A Deep Intronic Polymorphism at 9q21.11 Contributes to the Risk of Atopic Dermatitis Through Methylation-Regulated Expression of Tight Junction Protein 2.

Background and objective: Atopic dermatitis (AD) is a chronic inflammatory itchy skin condition. Genome- and epigenome-wide association studies provide insights into genetic susceptibility and the pathogenesis of potential underlying disease. This study sought to functionally characterize an AD-associated single-nucleotide polymorphism (SNP) located deep intronic of the tight junction protein 2 (TJP2) gene (9q21.11 locus), identified through a genome-wide association study (GWAS).

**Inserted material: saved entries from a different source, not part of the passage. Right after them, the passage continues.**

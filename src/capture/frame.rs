//! Borrowed view over a producer's pixel buffer.

use serde::{Deserialize, Serialize};

use crate::color::Rgb;
use crate::error::{BridgeError, BridgeResult};

/// Clockwise rotation needed to bring the buffer upright.
#[derive(Debug, Clone, Copy, Default, PartialEq, Eq, Serialize, Deserialize)]
pub enum Rotation {
    #[default]
    None,
    Cw90,
    Cw180,
    Cw270,
}

impl Rotation {
    pub fn from_degrees(degrees: u32) -> Option<Self> {
        match degrees % 360 {
            0 => Some(Rotation::None),
            90 => Some(Rotation::Cw90),
            180 => Some(Rotation::Cw180),
            270 => Some(Rotation::Cw270),
            _ => None,
        }
    }

    fn swaps_axes(self) -> bool {
        matches!(self, Rotation::Cw90 | Rotation::Cw270)
    }
}

#[derive(Debug, Clone, Copy, PartialEq, Eq)]
pub enum PixelFormat {
    Rgb,
    Rgba,
}

impl PixelFormat {
    pub fn bytes_per_pixel(self) -> usize {
        match self {
            PixelFormat::Rgb => 3,
            PixelFormat::Rgba => 4,
        }
    }
}

/// Axis-aligned rectangle in logical (upright) frame coordinates.
#[derive(Debug, Clone, Copy, PartialEq, Eq, Default)]
pub struct Rect {
    pub x: usize,
    pub y: usize,
    pub width: usize,
    pub height: usize,
}

impl Rect {
    pub fn new(x: usize, y: usize, width: usize, height: usize) -> Self {
        Self {
            x,
            y,
            width,
            height,
        }
    }

    pub fn is_empty(&self) -> bool {
        self.width == 0 || self.height == 0
    }

    /// Shrink every edge by `percent` of the matching dimension.
    pub fn inset_percent(&self, percent: u8) -> Rect {
        let dx = self.width * percent as usize / 100;
        let dy = self.height * percent as usize / 100;
        Rect {
            x: self.x + dx,
            y: self.y + dy,
            width: self.width.saturating_sub(2 * dx).max(1),
            height: self.height.saturating_sub(2 * dy).max(1),
        }
    }
}

/// A frame as handed over by the capture backend. The core only reads it.
#[derive(Debug, Clone, Copy)]
pub struct Frame<'a> {
    data: &'a [u8],
    buffer_width: usize,
    buffer_height: usize,
    format: PixelFormat,
    rotation: Rotation,
}

impl<'a> Frame<'a> {
    /// Wrap a packed RGB or RGBA buffer; the format is inferred from its length.
    pub fn new(
        data: &'a [u8],
        width: usize,
        height: usize,
        rotation: Rotation,
    ) -> BridgeResult<Self> {
        if width == 0 || height == 0 {
            return Err(BridgeError::config(format!(
                "frame has no pixels ({}x{})",
                width, height
            )));
        }
        let pixels = width * height;
        let format = if data.len() == pixels * 4 {
            PixelFormat::Rgba
        } else if data.len() == pixels * 3 {
            PixelFormat::Rgb
        } else {
            return Err(BridgeError::config(format!(
                "buffer of {} bytes does not match {}x{} RGB or RGBA",
                data.len(),
                width,
                height
            )));
        };
        Ok(Self {
            data,
            buffer_width: width,
            buffer_height: height,
            format,
            rotation,
        })
    }

    pub fn format(&self) -> PixelFormat {
        self.format
    }

    /// Logical width after rotation.
    pub fn width(&self) -> usize {
        if self.rotation.swaps_axes() {
            self.buffer_height
        } else {
            self.buffer_width
        }
    }

    /// Logical height after rotation.
    pub fn height(&self) -> usize {
        if self.rotation.swaps_axes() {
            self.buffer_width
        } else {
            self.buffer_height
        }
    }

    pub fn bounds(&self) -> Rect {
        Rect::new(0, 0, self.width(), self.height())
    }

    /// Read the pixel at logical `(x, y)`, clamping to the frame extents.
    #[inline]
    pub fn pixel(&self, x: usize, y: usize) -> Rgb {
        let x = x.min(self.width() - 1);
        let y = y.min(self.height() - 1);
        let (bx, by) = match self.rotation {
            Rotation::None => (x, y),
            Rotation::Cw90 => (y, self.buffer_height - 1 - x),
            Rotation::Cw180 => (self.buffer_width - 1 - x, self.buffer_height - 1 - y),
            Rotation::Cw270 => (self.buffer_width - 1 - y, x),
        };
        let offset = (by * self.buffer_width + bx) * self.format.bytes_per_pixel();
        Rgb::new(
            self.data[offset],
            self.data[offset + 1],
            self.data[offset + 2],
        )
    }
}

Methods: The association between the 9q21.11 locus (rs7872806) and AD was identified through a GWAS of 956 cases and 723 controls. TJP2 expression in peripheral blood mononuclear cells (PBMCs) was assessed against the rs7872806 genotype. Allele-specific methylation was evaluated at CpG sites 10 kb up- and down-stream of the 9q21.11 locus. The effect of DNA methylation on TJP2 expression was validated via in vitro methylation and 5-aza-2'-deoxycytidine-induced transcriptional activation studies. Transepidermal water loss (TEWL) measurements were used to determine skin barrier function.

Results: The major allele "G" of rs7872806 was found to increase the risk of AD by 2.64-fold (adjusted P value, 2.40 × 10-18; OR, 0.38) and was associated with increased methylation levels at the cg13920460 site (P<.001) and lower TJP2 expression in PBMCs (Pearson P=1.09 × 10-6, Pearson R, -0.313, P<.001). Inhibition of methylation by 5-aza-2'-deoxycytidine increased TJP2 promoter activity by up to 85%. Elimination of the cg13920460 methylation site increased expression by approximately 25%. The major allele of rs7872806 was also found to be associated with increased TEWL (P<.001).

Conclusion: Epigenetic influence at CpG site cg13920460 is associated with rs7872806 located deep intronic at 9q21.11. The SNP confers susceptibility to AD by altering TJP2 expression and promoting TEWL.